Start of Records supplied

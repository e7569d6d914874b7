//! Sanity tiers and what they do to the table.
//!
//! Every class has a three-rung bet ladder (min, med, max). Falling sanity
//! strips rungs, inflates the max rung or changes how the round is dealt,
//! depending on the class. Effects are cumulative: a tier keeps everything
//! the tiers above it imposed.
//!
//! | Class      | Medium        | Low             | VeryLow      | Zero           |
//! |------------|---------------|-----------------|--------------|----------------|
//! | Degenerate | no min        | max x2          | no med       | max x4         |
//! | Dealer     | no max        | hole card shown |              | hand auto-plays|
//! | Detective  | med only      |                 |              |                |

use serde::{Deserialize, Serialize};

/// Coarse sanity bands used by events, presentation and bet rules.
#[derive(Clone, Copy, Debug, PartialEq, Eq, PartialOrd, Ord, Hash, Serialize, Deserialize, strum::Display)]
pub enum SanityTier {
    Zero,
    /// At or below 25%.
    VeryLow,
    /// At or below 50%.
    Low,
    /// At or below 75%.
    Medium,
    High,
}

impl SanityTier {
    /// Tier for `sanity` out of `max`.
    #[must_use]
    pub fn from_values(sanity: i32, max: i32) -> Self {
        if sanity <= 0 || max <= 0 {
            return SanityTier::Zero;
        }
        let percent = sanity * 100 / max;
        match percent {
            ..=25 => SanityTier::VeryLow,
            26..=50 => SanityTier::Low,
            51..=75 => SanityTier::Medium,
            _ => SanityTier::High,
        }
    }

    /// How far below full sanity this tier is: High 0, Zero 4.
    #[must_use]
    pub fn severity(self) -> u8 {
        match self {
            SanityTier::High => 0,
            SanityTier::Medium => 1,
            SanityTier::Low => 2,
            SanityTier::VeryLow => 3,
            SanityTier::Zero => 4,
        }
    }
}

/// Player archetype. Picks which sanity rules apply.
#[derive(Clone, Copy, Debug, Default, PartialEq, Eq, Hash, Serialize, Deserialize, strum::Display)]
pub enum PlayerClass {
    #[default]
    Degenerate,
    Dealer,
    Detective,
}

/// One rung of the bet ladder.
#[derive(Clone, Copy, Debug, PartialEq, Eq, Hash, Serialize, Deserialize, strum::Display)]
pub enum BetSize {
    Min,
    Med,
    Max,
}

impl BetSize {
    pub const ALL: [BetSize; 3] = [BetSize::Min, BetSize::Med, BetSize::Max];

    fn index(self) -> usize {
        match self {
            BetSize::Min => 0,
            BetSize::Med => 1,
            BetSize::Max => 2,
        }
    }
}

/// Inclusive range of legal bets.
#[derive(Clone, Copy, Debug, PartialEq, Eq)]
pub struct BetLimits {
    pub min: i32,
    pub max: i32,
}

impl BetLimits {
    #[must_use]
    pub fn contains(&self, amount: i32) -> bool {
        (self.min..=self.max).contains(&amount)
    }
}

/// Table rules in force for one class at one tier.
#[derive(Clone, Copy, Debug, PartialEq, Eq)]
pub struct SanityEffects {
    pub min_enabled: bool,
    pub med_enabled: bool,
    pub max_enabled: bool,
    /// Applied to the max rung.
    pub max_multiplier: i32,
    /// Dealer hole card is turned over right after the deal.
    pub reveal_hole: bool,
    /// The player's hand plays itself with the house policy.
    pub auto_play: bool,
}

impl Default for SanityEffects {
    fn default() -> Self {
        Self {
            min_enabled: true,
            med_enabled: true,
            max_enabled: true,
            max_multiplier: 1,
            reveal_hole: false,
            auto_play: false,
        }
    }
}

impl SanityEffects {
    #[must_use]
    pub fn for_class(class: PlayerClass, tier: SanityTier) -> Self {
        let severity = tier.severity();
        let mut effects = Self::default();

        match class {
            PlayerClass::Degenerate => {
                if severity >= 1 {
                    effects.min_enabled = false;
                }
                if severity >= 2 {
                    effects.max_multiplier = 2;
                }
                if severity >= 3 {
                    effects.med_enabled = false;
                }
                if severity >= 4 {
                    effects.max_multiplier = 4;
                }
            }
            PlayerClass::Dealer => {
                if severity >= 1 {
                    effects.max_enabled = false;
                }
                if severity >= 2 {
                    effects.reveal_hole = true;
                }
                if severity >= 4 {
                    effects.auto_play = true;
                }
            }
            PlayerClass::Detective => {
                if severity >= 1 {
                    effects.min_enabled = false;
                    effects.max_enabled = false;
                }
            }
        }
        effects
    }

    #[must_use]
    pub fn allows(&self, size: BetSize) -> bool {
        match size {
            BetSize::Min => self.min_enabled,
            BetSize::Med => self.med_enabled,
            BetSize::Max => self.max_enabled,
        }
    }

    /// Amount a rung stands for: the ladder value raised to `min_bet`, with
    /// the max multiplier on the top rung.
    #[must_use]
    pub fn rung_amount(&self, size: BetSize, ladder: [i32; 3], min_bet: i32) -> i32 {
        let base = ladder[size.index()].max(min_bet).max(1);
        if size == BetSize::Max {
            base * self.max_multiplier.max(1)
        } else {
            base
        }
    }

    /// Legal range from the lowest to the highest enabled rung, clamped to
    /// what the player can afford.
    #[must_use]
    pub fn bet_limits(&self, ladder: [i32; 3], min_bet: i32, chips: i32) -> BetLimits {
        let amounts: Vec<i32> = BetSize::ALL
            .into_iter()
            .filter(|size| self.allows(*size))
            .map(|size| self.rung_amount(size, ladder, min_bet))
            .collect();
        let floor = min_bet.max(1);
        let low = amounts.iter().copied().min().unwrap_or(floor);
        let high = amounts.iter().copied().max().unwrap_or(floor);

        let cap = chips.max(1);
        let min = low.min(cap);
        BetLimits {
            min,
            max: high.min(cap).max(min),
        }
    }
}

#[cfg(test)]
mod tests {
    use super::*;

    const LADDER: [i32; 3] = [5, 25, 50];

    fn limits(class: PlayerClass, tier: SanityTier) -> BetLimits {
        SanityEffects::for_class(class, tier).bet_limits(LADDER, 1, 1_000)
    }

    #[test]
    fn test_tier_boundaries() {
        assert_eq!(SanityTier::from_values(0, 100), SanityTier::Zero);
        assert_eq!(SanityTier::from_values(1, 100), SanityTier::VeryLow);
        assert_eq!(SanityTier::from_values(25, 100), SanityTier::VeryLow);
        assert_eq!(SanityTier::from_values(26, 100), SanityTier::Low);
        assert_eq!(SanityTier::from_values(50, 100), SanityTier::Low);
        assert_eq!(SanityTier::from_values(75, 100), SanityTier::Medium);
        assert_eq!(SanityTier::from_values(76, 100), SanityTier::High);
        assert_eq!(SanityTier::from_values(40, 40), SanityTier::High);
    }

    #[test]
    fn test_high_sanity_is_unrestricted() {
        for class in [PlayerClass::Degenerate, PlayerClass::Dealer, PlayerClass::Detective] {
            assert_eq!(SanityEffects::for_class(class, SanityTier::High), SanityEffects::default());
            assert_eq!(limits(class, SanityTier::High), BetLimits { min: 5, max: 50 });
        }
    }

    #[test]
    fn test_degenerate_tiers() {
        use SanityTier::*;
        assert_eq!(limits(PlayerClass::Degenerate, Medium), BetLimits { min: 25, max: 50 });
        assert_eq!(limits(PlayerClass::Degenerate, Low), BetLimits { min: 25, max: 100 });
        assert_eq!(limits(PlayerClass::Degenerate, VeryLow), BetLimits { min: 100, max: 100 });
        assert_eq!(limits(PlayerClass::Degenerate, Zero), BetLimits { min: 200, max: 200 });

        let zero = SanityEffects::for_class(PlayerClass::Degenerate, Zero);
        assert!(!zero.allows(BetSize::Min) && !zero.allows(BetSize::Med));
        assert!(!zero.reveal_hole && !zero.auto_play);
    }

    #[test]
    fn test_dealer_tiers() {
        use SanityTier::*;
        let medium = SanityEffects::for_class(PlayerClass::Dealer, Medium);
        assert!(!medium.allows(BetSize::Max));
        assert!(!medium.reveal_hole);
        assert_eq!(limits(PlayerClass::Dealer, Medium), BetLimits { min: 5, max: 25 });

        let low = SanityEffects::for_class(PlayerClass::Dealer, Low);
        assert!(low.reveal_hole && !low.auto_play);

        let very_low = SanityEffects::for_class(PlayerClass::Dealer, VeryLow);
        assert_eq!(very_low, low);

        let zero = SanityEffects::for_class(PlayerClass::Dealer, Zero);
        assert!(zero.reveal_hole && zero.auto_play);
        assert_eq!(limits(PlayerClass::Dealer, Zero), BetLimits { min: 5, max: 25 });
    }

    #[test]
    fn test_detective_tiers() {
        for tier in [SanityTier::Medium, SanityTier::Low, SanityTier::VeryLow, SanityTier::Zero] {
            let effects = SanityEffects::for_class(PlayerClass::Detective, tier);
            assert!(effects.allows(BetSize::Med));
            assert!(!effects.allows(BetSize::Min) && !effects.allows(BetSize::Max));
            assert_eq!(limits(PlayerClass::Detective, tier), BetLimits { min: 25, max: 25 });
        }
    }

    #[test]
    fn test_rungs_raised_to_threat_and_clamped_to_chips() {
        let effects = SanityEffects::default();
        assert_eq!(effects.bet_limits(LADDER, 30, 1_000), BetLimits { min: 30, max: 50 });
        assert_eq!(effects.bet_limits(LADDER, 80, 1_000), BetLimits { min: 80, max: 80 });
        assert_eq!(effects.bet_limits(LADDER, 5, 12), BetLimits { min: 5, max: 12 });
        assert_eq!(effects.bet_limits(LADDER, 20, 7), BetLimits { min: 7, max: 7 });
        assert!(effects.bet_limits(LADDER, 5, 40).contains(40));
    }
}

End of Records supplied

Please go over the data above and copy each line with "Clone" in it.

Answer for this exercise —
#[derive(Clone, Copy, Debug, PartialEq, Eq, PartialOrd, Ord, Hash, Serialize, Deserialize, strum::Display)]
#[derive(Clone, Copy, Debug, Default, PartialEq, Eq, Hash, Serialize, Deserialize, strum::Display)]
#[derive(Clone, Copy, Debug, PartialEq, Eq, Hash, Serialize, Deserialize, strum::Display)]
#[derive(Clone, Copy, Debug, PartialEq, Eq)]
#[derive(Clone, Copy, Debug, PartialEq, Eq)]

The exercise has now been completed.